• **Problem statement**: Find every line in the data that contains the word "Deserialize". Return each of those lines.

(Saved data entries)
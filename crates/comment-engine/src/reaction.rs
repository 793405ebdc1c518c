use std::collections::BTreeSet;

use serde::{Deserialize, Serialize};

use crate::UserId;

/// Like/dislike state of a comment or a reply.
///
/// Votes are kept per user in `liked_by` / `disliked_by`; a user is never in
/// both. `liked` and `disliked` are the view of one user, the one the state
/// was last viewed as. `count` only carries the likes; a dislike is a private
/// signal and does not show up in any counter.
#[derive(Debug, Clone, Default, PartialEq, Eq, Serialize, Deserialize)]
pub struct ReactionState {
    #[serde(rename = "is_liked", default)]
    pub liked: bool,
    #[serde(rename = "is_disliked", default)]
    pub disliked: bool,
    #[serde(rename = "like_count", default)]
    pub count: u32,
    #[serde(default, skip_serializing_if = "BTreeSet::is_empty")]
    pub liked_by: BTreeSet<UserId>,
    #[serde(default, skip_serializing_if = "BTreeSet::is_empty")]
    pub disliked_by: BTreeSet<UserId>,
}

impl ReactionState {
    /// A seeded state: `liked` is the viewing user's flag as handed over by
    /// the host, not yet tied to a user id.
    pub fn new(count: u32, liked: bool) -> Self {
        Self {
            liked,
            count,
            ..Self::default()
        }
    }

    /// Show the state as `viewer` sees it.
    ///
    /// Seeds carry only the viewer's flags and no per-user sets; the first
    /// view attributes those flags to `viewer`.
    pub fn view_as(&mut self, viewer: UserId) {
        if self.liked_by.is_empty() && self.disliked_by.is_empty() {
            if self.liked {
                self.liked_by.insert(viewer);
            } else if self.disliked {
                self.disliked_by.insert(viewer);
            }
        }
        self.refresh(viewer);
    }

    /// Drop the per-viewer flags, leaving only what every user shares.
    pub fn clear_view(&mut self) {
        self.liked = false;
        self.disliked = false;
    }

    /// Toggle `voter`'s like. Liking clears their previous dislike.
    pub fn like(&mut self, voter: UserId) {
        self.view_as(voter);
        if self.liked_by.remove(&voter) {
            self.count = self.count.saturating_sub(1);
        } else {
            self.liked_by.insert(voter);
            self.disliked_by.remove(&voter);
            self.count += 1;
        }
        self.refresh(voter);
    }

    /// Toggle `voter`'s dislike. Disliking withdraws their previous like.
    pub fn dislike(&mut self, voter: UserId) {
        self.view_as(voter);
        if !self.disliked_by.remove(&voter) {
            self.disliked_by.insert(voter);
            if self.liked_by.remove(&voter) {
                self.count = self.count.saturating_sub(1);
            }
        }
        self.refresh(voter);
    }

    fn refresh(&mut self, viewer: UserId) {
        self.liked = self.liked_by.contains(&viewer);
        self.disliked = self.disliked_by.contains(&viewer);
    }
}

• **Result of this exercise**:
use serde::{Deserialize, Serialize};
#[derive(Debug, Clone, Default, PartialEq, Eq, Serialize, Deserialize)]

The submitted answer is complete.